After concluding the tests, the inventors examined the nail holes formed in the tested tires, and found that, as shown in FIG. 2, puncture sealing material 6' in the immediate vicinity of a nail 9 piercing a tire was pushed radially away from the hole defined by the nail 9, presumably due to movement of the nail 9 during rotation of the tire with the result that instead of the nail 9 being completely enclosed by the sealing material 6', the sealing material 6' defined a hole which was generally centered on the nail 9 and which permitted leakage of air even if the nail 9 remained in the tire. It is evident that as the tire becomes less inflated rotation thereof results in greater movement of the nail 9, with consequent formation of a larger hole. It is thought that such a hole is formed due to a work hardening effect owing to which, after a certain time, the material 6' becomes less plastic and so fails to flow to seal the nail hole.

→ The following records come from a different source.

// layer.rs
// Description: Encoder sublayers that own freshly generated weights: the Q/K/V projection,
//              the attention output projection, the two layer feed forward network and the
//              residual add + layer norm. Each forward returns its intermediates so the pipeline
//              can publish them.
// History:
// - 2026-10-17: Strip backward passes, optimizers and checkpoint hooks, forward only.
// - 2026-10-17: Constructors validate shapes and return Result instead of panicking.
// - 2026-10-17: Uniform teaching scale init via params, biases become vectors.

use ndarray::{Array1, Array2};

use crate::attention;
use crate::error::{EngineError, Result};
use crate::math;
use crate::params;

pub trait Layer {
    fn layer_type(&self) -> &str;

    fn parameters(&self) -> usize;
}

// ---------------------------
// QkvProjection
// ---------------------------
pub struct QkvProjection {
    i_num_heads: usize,
    i_head_dim: usize,

    // Projection matrices: [embedding_dim, embedding_dim]
    pub w_q: Array2<f32>,
    pub w_k: Array2<f32>,
    pub w_v: Array2<f32>,
}

/// Projected Q/K/V `[seq, embedding_dim]` plus their per head slices `[seq, head_dim]`.
pub struct QkvProjected {
    pub q: Array2<f32>,
    pub k: Array2<f32>,
    pub v: Array2<f32>,
    pub q_heads: Vec<Array2<f32>>,
    pub k_heads: Vec<Array2<f32>>,
    pub v_heads: Vec<Array2<f32>>,
}

impl QkvProjection {
    pub fn new(i_embedding_dim: usize, i_num_heads: usize) -> Result<Self> {
        let i_head_dim = Self::checked_head_dim(i_embedding_dim, i_num_heads)?;
        Ok(Self {
            i_num_heads,
            i_head_dim,
            w_q: params::random_matrix(i_embedding_dim, i_embedding_dim)?,
            w_k: params::random_matrix(i_embedding_dim, i_embedding_dim)?,
            w_v: params::random_matrix(i_embedding_dim, i_embedding_dim)?,
        })
    }

    #[cfg(test)]
    fn from_weights(
        w_q: Array2<f32>,
        w_k: Array2<f32>,
        w_v: Array2<f32>,
        i_num_heads: usize,
    ) -> Result<Self> {
        if w_q.dim() != w_k.dim() || w_q.dim() != w_v.dim() || w_q.nrows() != w_q.ncols() {
            return Err(EngineError::shape("Wq, Wk and Wv must be equal square matrices"));
        }
        let i_head_dim = Self::checked_head_dim(w_q.ncols(), i_num_heads)?;
        Ok(Self {
            i_num_heads,
            i_head_dim,
            w_q,
            w_k,
            w_v,
        })
    }

    fn checked_head_dim(i_embedding_dim: usize, i_num_heads: usize) -> Result<usize> {
        if i_embedding_dim == 0 || i_num_heads == 0 {
            return Err(EngineError::config("d_model and Num Heads must be positive integers."));
        }
        if i_embedding_dim % i_num_heads != 0 {
            return Err(EngineError::config(format!(
                "d_model ({}) must be divisible by Num Heads ({}).",
                i_embedding_dim, i_num_heads
            )));
        }
        Ok(i_embedding_dim / i_num_heads)
    }

    pub fn num_heads(&self) -> usize {
        self.i_num_heads
    }

    pub fn head_dim(&self) -> usize {
        self.i_head_dim
    }

    pub fn forward(&self, a_input: &Array2<f32>) -> Result<QkvProjected> {
        let a_q = math::multiply(a_input, &self.w_q)?;
        let a_k = math::multiply(a_input, &self.w_k)?;
        let a_v = math::multiply(a_input, &self.w_v)?;

        let v_q = attention::split_heads(&a_q, self.i_num_heads, self.i_head_dim)?;
        let v_k = attention::split_heads(&a_k, self.i_num_heads, self.i_head_dim)?;
        let v_v = attention::split_heads(&a_v, self.i_num_heads, self.i_head_dim)?;

        Ok(QkvProjected {
            q: a_q,
            k: a_k,
            v: a_v,
            q_heads: v_q,
            k_heads: v_k,
            v_heads: v_v,
        })
    }
}

impl Layer for QkvProjection {
    fn layer_type(&self) -> &str {
        "QkvProjection"
    }

    fn parameters(&self) -> usize {
        self.w_q.len() + self.w_k.len() + self.w_v.len()
    }
}

// ---------------------------
// OutputProjection
// ---------------------------
pub struct OutputProjection {
    // [num_heads * head_dim, embedding_dim]
    pub w_o: Array2<f32>,
}

impl OutputProjection {
    pub fn new(i_concat_dim: usize) -> Result<Self> {
        Ok(Self {
            w_o: params::random_matrix(i_concat_dim, i_concat_dim)?,
        })
    }

    pub fn forward(&self, a_concat: &Array2<f32>) -> Result<Array2<f32>> {
        math::multiply(a_concat, &self.w_o)
    }
}

impl Layer for OutputProjection {
    fn layer_type(&self) -> &str {
        "OutputProjection"
    }

    fn parameters(&self) -> usize {
        self.w_o.len()
    }
}

// ---------------------------
// FeedForward
// ---------------------------
pub struct FeedForward {
    pub w1: Array2<f32>,
    pub b1: Array1<f32>,
    pub w2: Array2<f32>,
    pub b2: Array1<f32>,
}

pub struct FeedForwardTrace {
    // x·W1 + b1, before the activation.
    pub hidden_linear: Array2<f32>,
    pub hidden_relu: Array2<f32>,
    pub output: Array2<f32>,
}

impl FeedForward {
    pub fn new(i_embedding_dim: usize, i_hidden_dim: usize) -> Result<Self> {
        if i_hidden_dim == 0 {
            return Err(EngineError::config("d_ff must be a positive integer."));
        }
        Ok(Self {
            w1: params::random_matrix(i_embedding_dim, i_hidden_dim)?,
            b1: params::random_vector(i_hidden_dim)?,
            w2: params::random_matrix(i_hidden_dim, i_embedding_dim)?,
            b2: params::random_vector(i_embedding_dim)?,
        })
    }

    pub fn hidden_dim(&self) -> usize {
        self.w1.ncols()
    }

    // relu(x·W1 + b1)·W2 + b2, without residual.
    pub fn forward(&self, a_input: &Array2<f32>) -> Result<FeedForwardTrace> {
        let a_hidden_linear = math::add_bias(&math::multiply(a_input, &self.w1)?, &self.b1)?;
        let a_hidden_relu = math::relu(&a_hidden_linear);
        let a_out = math::add_bias(&math::multiply(&a_hidden_relu, &self.w2)?, &self.b2)?;

        Ok(FeedForwardTrace {
            hidden_linear: a_hidden_linear,
            hidden_relu: a_hidden_relu,
            output: a_out,
        })
    }
}

impl Layer for FeedForward {
    fn layer_type(&self) -> &str {
        "FeedForward"
    }

    fn parameters(&self) -> usize {
        self.w1.len() + self.b1.len() + self.w2.len() + self.b2.len()
    }
}

// ---------------------------
// AddNorm
// ---------------------------
pub struct AddNorm {
    epsilon: f32,
    pub gamma: Array1<f32>,
    pub beta: Array1<f32>,
}

impl AddNorm {
    // Identity affine: gamma ones, beta zeros.
    pub fn new(i_embedding_dim: usize) -> Self {
        Self {
            epsilon: math::LAYER_NORM_EPSILON,
            gamma: Array1::ones(i_embedding_dim),
            beta: Array1::zeros(i_embedding_dim),
        }
    }

    // Returns (residual sum, normalized residual).
    pub fn forward(
        &self,
        a_input: &Array2<f32>,
        a_sublayer_out: &Array2<f32>,
    ) -> Result<(Array2<f32>, Array2<f32>)> {
        let a_residual = math::elementwise_add(a_input, a_sublayer_out)?;
        let a_normed = math::layer_norm(&a_residual, &self.gamma, &self.beta, self.epsilon)?;
        Ok((a_residual, a_normed))
    }
}

impl Layer for AddNorm {
    fn layer_type(&self) -> &str {
        "AddNorm"
    }

    fn parameters(&self) -> usize {
        self.gamma.len() + self.beta.len()
    }
}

Another disadvantage of conventional puncture seal material is that it generally has good compatibility with the rubber material constituting the inner lining of the tire, with the result that, particularly in high temperature conditions, the polybutene tends to migrate to and adversely affect the characteristics of the inner tube material.
It is accordingly a principal object of the invention to provide a pneumatic tire having improved puncture sealing characteristics in a wide range of temperature and running conditions.
It is another object of the invention to provide a pneumatic tire wherein there is reduced migration of puncture seal material inner tube material, whereby tire durability is improved.